- **REQUIREMENT**: In the records below, find the line containing "use super::*;" and restate it and all lines after it exactly, through the last line.

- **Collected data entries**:

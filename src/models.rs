// SPDX-License-Identifier: AGPL-3.0-or-later
//
// Copyright (C) 2026 Veilpay

//! Shared API request and response types.
//!
//! Amounts cross the API boundary twice: `*_raw` fields carry exact
//! base units as decimal strings, the unsuffixed fields carry the
//! display-unit rendering. Requests accept display units only.

use serde::{Deserialize, Serialize};
use utoipa::ToSchema;
use uuid::Uuid;

use crate::config::LEDGER_DECIMALS;
use crate::engine::payout::{BatchAbort, RecipientEntry};
use crate::ledger::format_amount_short;
use crate::relay::WithdrawalReceipt;

/// Request to fund the pool.
#[derive(Debug, Deserialize, ToSchema)]
pub struct FundRequest {
    /// Amount in display units, e.g. "1.5".
    pub amount: String,
}

/// Result of a funding run.
#[derive(Debug, Serialize, ToSchema)]
pub struct FundResponse {
    /// Relay transaction id for the pool deposit.
    pub transaction_id: String,
    /// Pool balance in base units.
    pub pool_balance_raw: String,
    /// Pool balance in display units.
    pub pool_balance: String,
}

/// Current pool balance as reported by the relay.
#[derive(Debug, Serialize, ToSchema)]
pub struct BalanceResponse {
    pub balance_raw: String,
    pub balance: String,
}

/// Request to queue a payout recipient.
#[derive(Debug, Deserialize, ToSchema)]
pub struct RecipientRequest {
    pub address: String,
    /// Amount in display units.
    pub amount: String,
}

/// A queued payout recipient.
#[derive(Debug, Serialize, ToSchema)]
pub struct RecipientResponse {
    pub id: Uuid,
    pub address: String,
    pub amount_raw: String,
    pub amount: String,
}

impl From<RecipientEntry> for RecipientResponse {
    fn from(entry: RecipientEntry) -> Self {
        Self {
            id: entry.id,
            address: entry.address,
            amount_raw: entry.amount.to_string(),
            amount: format_amount_short(entry.amount, LEDGER_DECIMALS),
        }
    }
}

/// Request to run a payout batch. When `recipients` is present it
/// replaces the queue before the run.
#[derive(Debug, Default, Deserialize, ToSchema)]
pub struct PayoutRequest {
    #[serde(default)]
    pub recipients: Option<Vec<RecipientRequest>>,
}

/// One settled withdrawal inside a batch.
#[derive(Debug, Serialize, ToSchema)]
pub struct WithdrawalResult {
    pub transaction_id: String,
    pub recipient_address: String,
    pub amount_settled_raw: String,
    pub amount_settled: String,
    pub fee_charged_raw: String,
    pub fee_charged: String,
    /// The relay settled less than requested for this recipient.
    pub is_partial: bool,
}

impl From<WithdrawalReceipt> for WithdrawalResult {
    fn from(receipt: WithdrawalReceipt) -> Self {
        Self {
            transaction_id: receipt.transaction_id,
            recipient_address: receipt.recipient_address,
            amount_settled_raw: receipt.amount_settled.to_string(),
            amount_settled: format_amount_short(receipt.amount_settled, LEDGER_DECIMALS),
            fee_charged_raw: receipt.fee_charged.to_string(),
            fee_charged: format_amount_short(receipt.fee_charged, LEDGER_DECIMALS),
            is_partial: receipt.is_partial,
        }
    }
}

/// Outcome of a payout batch. `aborted` is set when the run stopped on
/// a failing recipient; `results` then covers the recipients processed
/// before it.
#[derive(Debug, Serialize, ToSchema)]
pub struct PayoutResponse {
    pub results: Vec<WithdrawalResult>,
    #[serde(skip_serializing_if = "Option::is_none")]
    pub pool_balance_raw: Option<String>,
    #[serde(skip_serializing_if = "Option::is_none")]
    pub pool_balance: Option<String>,
    #[serde(skip_serializing_if = "Option::is_none")]
    pub aborted: Option<BatchAbort>,
}

/// Signing-wallet connection status.
#[derive(Debug, Serialize, ToSchema)]
pub struct WalletStatusResponse {
    pub connected: bool,
    #[serde(skip_serializing_if = "Option::is_none")]
    pub address: Option<String>,
}

/// Result of a connect request.
#[derive(Debug, Serialize, ToSchema)]
pub struct ConnectResponse {
    pub address: String,
}

#[cfg(test)]
mod tests {
    use super::*;

    #[test]
    fn withdrawal_result_carries_raw_and_formatted_amounts() {
        let result = WithdrawalResult::from(WithdrawalReceipt {
            transaction_id: "wtx-1".to_string(),
            recipient_address: "r1".to_string(),
            amount_settled: 1_500_000_000,
            fee_charged: 1_000,
            is_partial: false,
        });
        assert_eq!(result.amount_settled_raw, "1500000000");
        assert_eq!(result.amount_settled, "1.5");
    }
}
// SPDX-License-Identifier: AGPL-3.0-or-later
//
// Copyright (C) 2026 Veilpay

//! Ledger integration module.
//!
//! This module provides:
//! - The `LedgerClient` capability trait and its RPC gateway client
//! - The `SigningSession` capability trait and the HTTP signer bridge
//! - Amount/address conversion helpers

pub mod client;
pub mod signer;
pub mod types;
pub mod units;

pub use client::{LedgerClient, LedgerError, RpcLedgerClient};
pub use signer::{HttpSignerBridge, SignerError, SigningSession};
pub use types::*;
pub use units::{canonical_address, format_amount, format_amount_short, parse_amount};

- **WRITTEN ANSWER**:
    use super::*;

    #[test]
    fn withdrawal_result_carries_raw_and_formatted_amounts() {
        let result = WithdrawalResult::from(WithdrawalReceipt {
            transaction_id: "wtx-1".to_string(),
            recipient_address: "r1".to_string(),
            amount_settled: 1_500_000_000,
            fee_charged: 1_000,
            is_partial: false,
        });
        assert_eq!(result.amount_settled_raw, "1500000000");
        assert_eq!(result.amount_settled, "1.5");
    }
}
// SPDX-License-Identifier: AGPL-3.0-or-later
//
// Copyright (C) 2026 Veilpay

//! Ledger integration module.
//!
//! This module provides:
//! - The `LedgerClient` capability trait and its RPC gateway client
//! - The `SigningSession` capability trait and the HTTP signer bridge
//! - Amount/address conversion helpers

pub mod client;
pub mod signer;
pub mod types;
pub mod units;

pub use client::{LedgerClient, LedgerError, RpcLedgerClient};
pub use signer::{HttpSignerBridge, SignerError, SigningSession};
pub use types::*;
pub use units::{canonical_address, format_amount, format_amount_short, parse_amount};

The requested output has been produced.